Accueil > Actualités > Société • LEFASO.NET • vendredi 19 février 2021 à 23h59min
Réconciliation nationale : « Il faut d’abord que chacun réponde de ce qu’il a fait, de sa gestion », avance Nassourou Guiro du Mouvement Plus rien ne sera comme avant

Alors que l’actualité nationale est dominée par les débats sur la réconciliation nationale, le chargé de communication du Mouvement Plus rien ne sera comme avant (MPRESCA), Nassourou Guiro, a aussi son avis sur la question. Pour cet acteur de la société civile, tant que certaines personnes ne reconnaitront pas leurs méfaits, la réconciliation sera difficile.

Lefaso.net : Quel est votre avis sur cette question de réconciliation nationale ?

Nassourou Guiro : Depuis la nomination de Zéphirin Diabré comme ministre en charge de la Réconciliation nationale, cela amène de la polémique et les gens en parlent. Effectivement, la réconciliation, c’est bien. On ne peut pas exclure la réconciliation ; si le peuple a un problème, on ne peut pas l’exclure. Mais il y a des gourous d’hier qui viennent aujourd’hui pleurer la réconciliation nationale. Au lieu de passer par la justice, ils demandent une réconciliation. Je me demande ce qui se passe.

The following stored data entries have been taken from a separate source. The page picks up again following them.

use vsm_core::constants::{LOAD_KEY, STATS_KEY};
use vsm_core::{
    CategoryId, FileStore, MemoryStore, PersistenceAdapter, ProgressionStore, ProtocolAction,
    SnapshotOrigin, StatRecord, StatSheet, SystemLoad,
};

fn temp_dir(label: &str) -> std::path::PathBuf {
    std::env::temp_dir().join(format!(
        "vsm-persistence-{label}-{}",
        std::time::SystemTime::now()
            .duration_since(std::time::UNIX_EPOCH)
            .unwrap_or_default()
            .as_nanos()
    ))
}

#[test]
fn save_then_initialize_reproduces_sheet_and_load() {
    let backend = MemoryStore::new();
    let sheet = StatSheet::from_fn(|category| match category {
        CategoryId::Structure => StatRecord::new(4, 99),
        CategoryId::Energy => StatRecord::new(2, 0),
        _ => StatRecord::new(1, 50),
    });
    PersistenceAdapter::new(backend.clone())
        .save(&sheet, SystemLoad::new(77))
        .unwrap();

    let store = ProgressionStore::initialize(backend);
    assert_eq!(store.origin(), SnapshotOrigin::Current);
    assert_eq!(store.stats(), &sheet);
    assert_eq!(store.load().value(), 77);
}

#[test]
fn legacy_scalar_snapshot_is_migrated_to_level_one() {
    let backend = MemoryStore::new();
    backend.insert(STATS_KEY, r#"{"Structure": 42, "Yield": 7}"#);

    let mut store = ProgressionStore::initialize(backend.clone());
    assert_eq!(store.origin(), SnapshotOrigin::Legacy);
    assert_eq!(store.stat(CategoryId::Structure), StatRecord::new(1, 42));
    assert_eq!(store.stat(CategoryId::Yield), StatRecord::new(1, 7));
    assert_eq!(store.load().value(), 20);

    // The first write-through rewrites the entry in the current encoding.
    store.resist().unwrap();
    let reopened = ProgressionStore::initialize(backend);
    assert_eq!(reopened.origin(), SnapshotOrigin::Current);
    assert_eq!(reopened.stat(CategoryId::Structure), StatRecord::new(1, 42));
}

#[test]
fn unreadable_state_falls_back_to_defaults() {
    let backend = MemoryStore::new();
    backend.insert(STATS_KEY, "{\"Structure\": {\"level\": 1");
    backend.insert(LOAD_KEY, "null");

    let store = ProgressionStore::initialize(backend);
    assert_eq!(store.origin(), SnapshotOrigin::Recovered);
    assert_eq!(store.stats(), &StatSheet::defaults());
    assert_eq!(store.load().value(), 20);
}

#[test]
fn saturated_level_is_treated_as_unreadable() {
    let backend = MemoryStore::new();
    backend.insert(STATS_KEY, r#"{"Structure": {"level": 4294967295, "xp": 95}}"#);

    let mut store = ProgressionStore::initialize(backend);
    assert_eq!(store.origin(), SnapshotOrigin::Recovered);
    assert_eq!(store.stat(CategoryId::Structure), StatRecord::new(1, 10));

    let outcome = store
        .execute_protocol(CategoryId::Structure, &ProtocolAction::new("Walk", 15, -10))
        .unwrap();
    assert!(outcome.level_up().is_none());
    assert_eq!(store.stat(CategoryId::Structure), StatRecord::new(1, 25));
}

#[test]
fn load_entry_alone_is_honoured() {
    let backend = MemoryStore::new();
    backend.insert(LOAD_KEY, "64");
    let store = ProgressionStore::initialize(backend);
    assert_eq!(store.origin(), SnapshotOrigin::Defaults);
    assert_eq!(store.load().value(), 64);
}

#[test]
fn every_mutation_writes_both_entries() {
    let backend = MemoryStore::new();
    let mut store = ProgressionStore::initialize(backend.clone());
    assert!(backend.is_empty());

    store
        .execute_protocol(CategoryId::Yield, &ProtocolAction::new("Draft", 10, 5))
        .unwrap();
    assert_eq!(backend.len(), 2);
    assert_eq!(backend.get(LOAD_KEY).as_deref(), Some(b"25".as_slice()));
}

#[test]
fn duress_mode_is_not_persisted() {
    let backend = MemoryStore::new();
    let mut store = ProgressionStore::initialize(backend.clone());
    store.set_duress_mode(vsm_core::DuressMode::Depression);
    store.advance_cycle().unwrap();

    let reopened = ProgressionStore::initialize(backend);
    assert_eq!(reopened.duress(), vsm_core::DuressMode::None);
    assert_eq!(reopened.load().value(), 30);
}

#[test]
fn file_store_survives_process_style_reopen() {
    let dir = temp_dir("reopen");
    let mut store = ProgressionStore::initialize(FileStore::open(&dir).unwrap());
    store
        .execute_named("Energy", "Garden (Biomass)")
        .unwrap();
    let backend = store.dispose().unwrap();
    assert!(backend.root().join("vsm-stats.json").exists());

    let reopened = ProgressionStore::initialize(FileStore::open(&dir).unwrap());
    assert_eq!(reopened.stat(CategoryId::Energy), StatRecord::new(1, 42));
    assert_eq!(reopened.load().value(), 0);
    std::fs::remove_dir_all(dir).unwrap();
}
use anyhow::{Context, Result};
use std::io;
use std::path::PathBuf;
use vsm_core::{FileStore, KeyValueStore, MemoryStore};

/// Backend used by scenario runs: in memory by default, on disk with `--state-dir`.
#[derive(Debug, Clone)]
pub enum TesterBackend {
    Memory(MemoryStore),
    File(FileStore),
}

impl TesterBackend {
    pub fn memory() -> Self {
        Self::Memory(MemoryStore::new())
    }

    /// Fresh directory for one iteration, wiping leftovers from a previous run.
    pub fn file(root: PathBuf) -> Result<Self> {
        if root.exists() {
            std::fs::remove_dir_all(&root)
                .with_context(|| format!("failed to clear {}", root.display()))?;
        }
        let store =
            FileStore::open(&root).with_context(|| format!("failed to open {}", root.display()))?;
        Ok(Self::File(store))
    }
}

impl KeyValueStore for TesterBackend {
    type Error = io::Error;

    fn read(&self, key: &str) -> Result<Option<Vec<u8>>, Self::Error> {
        match self {
            Self::Memory(store) => Ok(store.get(key)),
            Self::File(store) => store.read(key),
        }
    }

    fn write(&self, key: &str, value: &[u8]) -> Result<(), Self::Error> {
        match self {
            Self::Memory(store) => {
                store.insert(key, value);
                Ok(())
            }
            Self::File(store) => store.write(key, value),
        }
    }

    fn remove(&self, key: &str) -> Result<(), Self::Error> {
        match self {
            Self::Memory(store) => store.remove(key).map_err(|never| match never {}),
            Self::File(store) => store.remove(key),
        }
    }
}
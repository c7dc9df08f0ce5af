//! VSM Progression Engine
//!
//! Platform-agnostic core logic for the VSM Link self-tracking widget.
//! Six life domains gain experience and level up through protocol actions,
//! while a shared load meter tracks accumulated strain. This crate provides
//! the rule catalog, the progression state machine and the persistence
//! contract, without any rendering or platform-specific dependencies.

pub mod catalog;
pub mod constants;
pub mod duress;
pub mod error;
pub mod load;
pub mod log_ring;
pub mod persistence;
pub mod progression;
pub mod stats;
pub mod storage;

// Re-export commonly used types
pub use catalog::{Catalog, EmergenceEntry, LoadImpact, Perk, ProtocolAction};
pub use duress::DuressMode;
pub use error::{CatalogError, EngineError, PersistError, StateUnreadable, UnknownCategory};
pub use load::{LoadStatus, SystemLoad};
pub use log_ring::LogRing;
pub use persistence::{PersistenceAdapter, Snapshot, SnapshotOrigin, decode_load, decode_stats};
pub use progression::{LevelUpEvent, ProgressionStore, ProtocolOutcome, StorePhase};
pub use stats::{CategoryId, StatRecord, StatSheet};
pub use storage::{FileStore, MemoryStore};

/// Trait for abstracting the local key-value byte store.
/// Platform-specific implementations should provide this
pub trait KeyValueStore {
    type Error: std::error::Error + Send + Sync + 'static;

    /// Read the bytes stored under `key`
    ///
    /// # Errors
    ///
    /// Returns an error if the backend cannot be read. A missing key is `Ok(None)`.
    fn read(&self, key: &str) -> Result<Option<Vec<u8>>, Self::Error>;

    /// Store `value` under `key`, replacing any previous value
    ///
    /// # Errors
    ///
    /// Returns an error if the value cannot be written.
    fn write(&self, key: &str, value: &[u8]) -> Result<(), Self::Error>;

    /// Delete `key`; deleting a missing key is not an error
    ///
    /// # Errors
    ///
    /// Returns an error if the backend rejects the removal.
    fn remove(&self, key: &str) -> Result<(), Self::Error>;
}
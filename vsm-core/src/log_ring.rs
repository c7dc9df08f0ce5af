//! Bounded, newest-first activity log.
use std::collections::VecDeque;

use crate::constants::{LOG_AWAITING, LOG_BOOT, LOG_CAPACITY};

#[derive(Debug, Clone, PartialEq, Eq)]
pub struct LogRing {
    entries: VecDeque<String>,
}

impl LogRing {
    #[must_use]
    pub fn empty() -> Self {
        Self {
            entries: VecDeque::with_capacity(LOG_CAPACITY + 1),
        }
    }

    /// The two boot lines a fresh store shows.
    #[must_use]
    pub fn boot() -> Self {
        let mut ring = Self::empty();
        ring.push(LOG_AWAITING);
        ring.push(LOG_BOOT);
        ring
    }

    pub fn push(&mut self, line: impl Into<String>) {
        self.entries.push_front(line.into());
        self.entries.truncate(LOG_CAPACITY);
    }

    #[must_use]
    pub fn newest(&self) -> Option<&str> {
        self.entries.front().map(String::as_str)
    }

    pub fn iter(&self) -> impl Iterator<Item = &str> {
        self.entries.iter().map(String::as_str)
    }

    #[must_use]
    pub fn len(&self) -> usize {
        self.entries.len()
    }

    #[must_use]
    pub fn is_empty(&self) -> bool {
        self.entries.is_empty()
    }

    #[must_use]
    pub fn to_vec(&self) -> Vec<String> {
        self.entries.iter().cloned().collect()
    }
}

impl Default for LogRing {
    fn default() -> Self {
        Self::boot()
    }
}

#[cfg(test)]
mod tests {
    use super::*;

    #[test]
    fn boot_lines_are_newest_first() {
        let ring = LogRing::boot();
        assert_eq!(ring.to_vec(), vec!["SYSTEM ONLINE.", "AWAITING INPUT."]);
    }

    #[test]
    fn ring_keeps_only_latest_entries() {
        let mut ring = LogRing::empty();
        for idx in 1..=7 {
            ring.push(format!("entry {idx}"));
        }
        assert_eq!(ring.len(), LOG_CAPACITY);
        assert_eq!(ring.newest(), Some("entry 7"));
        assert_eq!(ring.iter().last(), Some("entry 3"));
    }
}
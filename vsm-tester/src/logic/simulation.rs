use anyhow::{Context, Result};
use rand::SeedableRng;
use rand_chacha::ChaCha20Rng;
use std::path::PathBuf;
use std::sync::Arc;
use vsm_core::{Catalog, ProgressionStore, ProtocolOutcome};

use super::backend::TesterBackend;
use super::gestures::Gesture;
use super::shadow::{ShadowModel, check_outcome};

/// Shared knobs for every scenario run.
#[derive(Debug, Clone)]
pub struct RunConfig {
    pub catalog: Arc<Catalog>,
    pub steps: usize,
    pub state_dir: Option<PathBuf>,
}

impl RunConfig {
    pub fn new(catalog: Arc<Catalog>, steps: usize) -> Self {
        Self {
            catalog,
            steps,
            state_dir: None,
        }
    }

    #[must_use]
    pub fn with_state_dir(mut self, dir: Option<PathBuf>) -> Self {
        self.state_dir = dir;
        self
    }
}

/// A single iteration: a seeded rng, a store and the model shadowing it.
pub struct ScenarioRun {
    pub config: RunConfig,
    pub rng: ChaCha20Rng,
    pub backend: TesterBackend,
    pub store: ProgressionStore<TesterBackend>,
    shadow: ShadowModel,
    pub history: Vec<Gesture>,
}

impl ScenarioRun {
    pub fn start(config: &RunConfig, scenario: &str, seed: u64) -> Result<Self> {
        let backend = match &config.state_dir {
            Some(dir) => TesterBackend::file(dir.join(format!("{scenario}-{seed}")))?,
            None => TesterBackend::memory(),
        };
        log::debug!("starting {scenario} with seed {seed}");
        Ok(Self::with_backend(config, seed, backend))
    }

    pub fn with_backend(config: &RunConfig, seed: u64, backend: TesterBackend) -> Self {
        let store =
            ProgressionStore::initialize_with_catalog(backend.clone(), Arc::clone(&config.catalog));
        let shadow = ShadowModel::mirror(&store);
        Self {
            config: config.clone(),
            rng: ChaCha20Rng::seed_from_u64(seed),
            backend,
            store,
            shadow,
            history: Vec::new(),
        }
    }

    /// Dispatch a gesture into the store and verify it against the model.
    pub fn dispatch(&mut self, gesture: Gesture) -> Result<Option<ProtocolOutcome>> {
        self.history.push(gesture);
        let predicted = self.shadow.apply(gesture, &self.config.catalog);
        let outcome = match gesture {
            Gesture::Protocol { category, index } => {
                let catalog = Arc::clone(&self.config.catalog);
                let action = &catalog.protocols_for(category)[index];
                let outcome = self
                    .store
                    .execute_protocol(category, action)
                    .with_context(|| format!("step {}: {gesture}", self.history.len()))?;
                check_outcome(&outcome, predicted)?;
                Some(outcome)
            }
            Gesture::Duress(mode) => {
                self.store.set_duress_mode(mode);
                None
            }
            Gesture::Resist => {
                self.store.resist()?;
                None
            }
            Gesture::Accept => {
                self.store.accept()?;
                None
            }
            Gesture::AdvanceCycle => {
                self.store.advance_cycle()?;
                None
            }
            Gesture::Acknowledge => {
                self.store.acknowledge_level_up();
                None
            }
        };
        self.shadow
            .check(&self.store)
            .with_context(|| format!("after step {}: {gesture}", self.history.len()))?;
        Ok(outcome)
    }

    /// Run `steps` random gestures.
    pub fn random_walk(&mut self, steps: usize) -> Result<()> {
        let catalog = Arc::clone(&self.config.catalog);
        for gesture in Gesture::sequence(&mut self.rng, &catalog, steps) {
            self.dispatch(gesture)?;
        }
        Ok(())
    }

    /// A second store opened on the same backend, as after a reload.
    pub fn reopen(&self) -> ProgressionStore<TesterBackend> {
        ProgressionStore::initialize_with_catalog(
            self.backend.clone(),
            Arc::clone(&self.config.catalog),
        )
    }

    /// One-line view of the store: load meter, status and per-category levels.
    pub fn state_summary(&self) -> String {
        let load = self.store.load();
        let levels = self
            .store
            .stats()
            .iter()
            .map(|(category, record)| format!("{} {}", category.short_label(), record.level))
            .collect::<Vec<_>>()
            .join(" ");
        format!(
            "load {load} {} | total level {} | {levels}",
            load.status(),
            self.store.stats().total_level()
        )
    }

    pub fn recent_history(&self) -> String {
        self.history
            .iter()
            .rev()
            .take(3)
            .map(ToString::to_string)
            .collect::<Vec<_>>()
            .join(" <- ")
    }
}

#[cfg(test)]
mod tests {
    use super::*;

    #[test]
    fn state_summary_shows_load_status_and_levels() {
        let config = RunConfig::new(Catalog::shared_builtin(), 10);
        let mut run = ScenarioRun::start(&config, "summary", 4).unwrap();
        assert_eq!(
            run.state_summary(),
            "load 20% STABLE | total level 6 | STR 1 YIE 1 SEN 1 TUN 1 ENE 1 MOR 1"
        );
        for _ in 0..7 {
            run.dispatch(Gesture::AdvanceCycle).unwrap();
        }
        assert!(run.state_summary().starts_with("load 90% CRITICAL"));
    }
}
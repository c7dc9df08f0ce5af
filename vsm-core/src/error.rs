//! Error taxonomy for the progression engine.
use thiserror::Error;

use crate::stats::CategoryId;

/// Boxed backend error, so storage implementations keep their own error types.
pub type BackendError = Box<dyn std::error::Error + Send + Sync + 'static>;

/// A category name outside the closed set of six.
#[derive(Debug, Clone, PartialEq, Eq, Error)]
#[error("unknown category: {0:?}")]
pub struct UnknownCategory(pub String);

/// Persisted bytes that could not be turned into a usable snapshot.
///
/// Always recovered by [`crate::ProgressionStore::initialize`], which falls back
/// to the default snapshot.
#[derive(Debug, Error)]
pub enum StateUnreadable {
    #[error("backing store read failed for {key}: {source}")]
    Backend {
        key: &'static str,
        #[source]
        source: BackendError,
    },
    #[error("stats entry is not valid JSON: {0}")]
    Malformed(#[from] serde_json::Error),
    #[error("stats entry is not a JSON object")]
    NotAnObject,
    #[error("stats entry mixes legacy and current encodings")]
    MixedEncoding,
    #[error("stats entry for {category} is neither a record nor an integer")]
    UnsupportedValue { category: CategoryId },
    #[error("stats entry for {category} is out of range: {detail}")]
    OutOfRange {
        category: CategoryId,
        detail: String,
    },
}

/// Failure writing the durable fields.
#[derive(Debug, Error)]
pub enum PersistError {
    #[error("failed to encode {key}: {source}")]
    Encode {
        key: &'static str,
        #[source]
        source: serde_json::Error,
    },
    #[error("backing store rejected write to {key}: {source}")]
    Backend {
        key: &'static str,
        #[source]
        source: BackendError,
    },
}

/// Problems found while loading or validating a protocol catalog.
#[derive(Debug, Error)]
pub enum CatalogError {
    #[error("catalog is not valid JSON: {0}")]
    Json(#[from] serde_json::Error),
    #[error(transparent)]
    UnknownCategory(#[from] UnknownCategory),
    #[error("{0} has no protocols")]
    EmptyProtocols(CategoryId),
    #[error("protocol {name:?} in {category} grants no xp")]
    ZeroXp { category: CategoryId, name: String },
    #[error(
        "protocol {name:?} in {category} grants {xp_gain} xp, which can exceed one level under duress"
    )]
    XpTooLarge {
        category: CategoryId,
        name: String,
        xp_gain: u32,
    },
    #[error("emergence entry for {category} targets level {level}; unlocks start at level 2")]
    EmergenceLevelTooLow { category: CategoryId, level: u32 },
    #[error("duplicate emergence entry for {category} level {level}")]
    DuplicateEmergence { category: CategoryId, level: u32 },
}

/// Umbrella error for store operations.
#[derive(Debug, Error)]
pub enum EngineError {
    #[error(transparent)]
    UnknownCategory(#[from] UnknownCategory),
    #[error(transparent)]
    Persist(#[from] PersistError),
    #[error("{category} has no protocol named {name:?}")]
    UnknownProtocol { category: CategoryId, name: String },
    #[error(
        "protocol {name:?} would apply {applied_xp} xp to {category}, more than one level at once"
    )]
    XpOverflow {
        category: CategoryId,
        name: String,
        applied_xp: u32,
    },
}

Vous savez, les gens ont fait une insurrection populaire, ce n’est pas parce qu’ils ne veulent pas de Blaise Compaoré, mais parce qu’il y a eu trop d’impunité sous sa gestion. Il y a eu beaucoup d’injustice sous sa gestion, c’est ça qui a amené l’insurrection populaire. Ce qui a permis au président Roch Kaboré d’être élu démocratiquement. Comme il est arrivé, il doit prendre une voie pour que le pays connaisse un vrai changement. Pour que la justice puisse faire son travail, il faut que tous ceux qui doivent répondre devant la justice, puissent répondre devant la justice.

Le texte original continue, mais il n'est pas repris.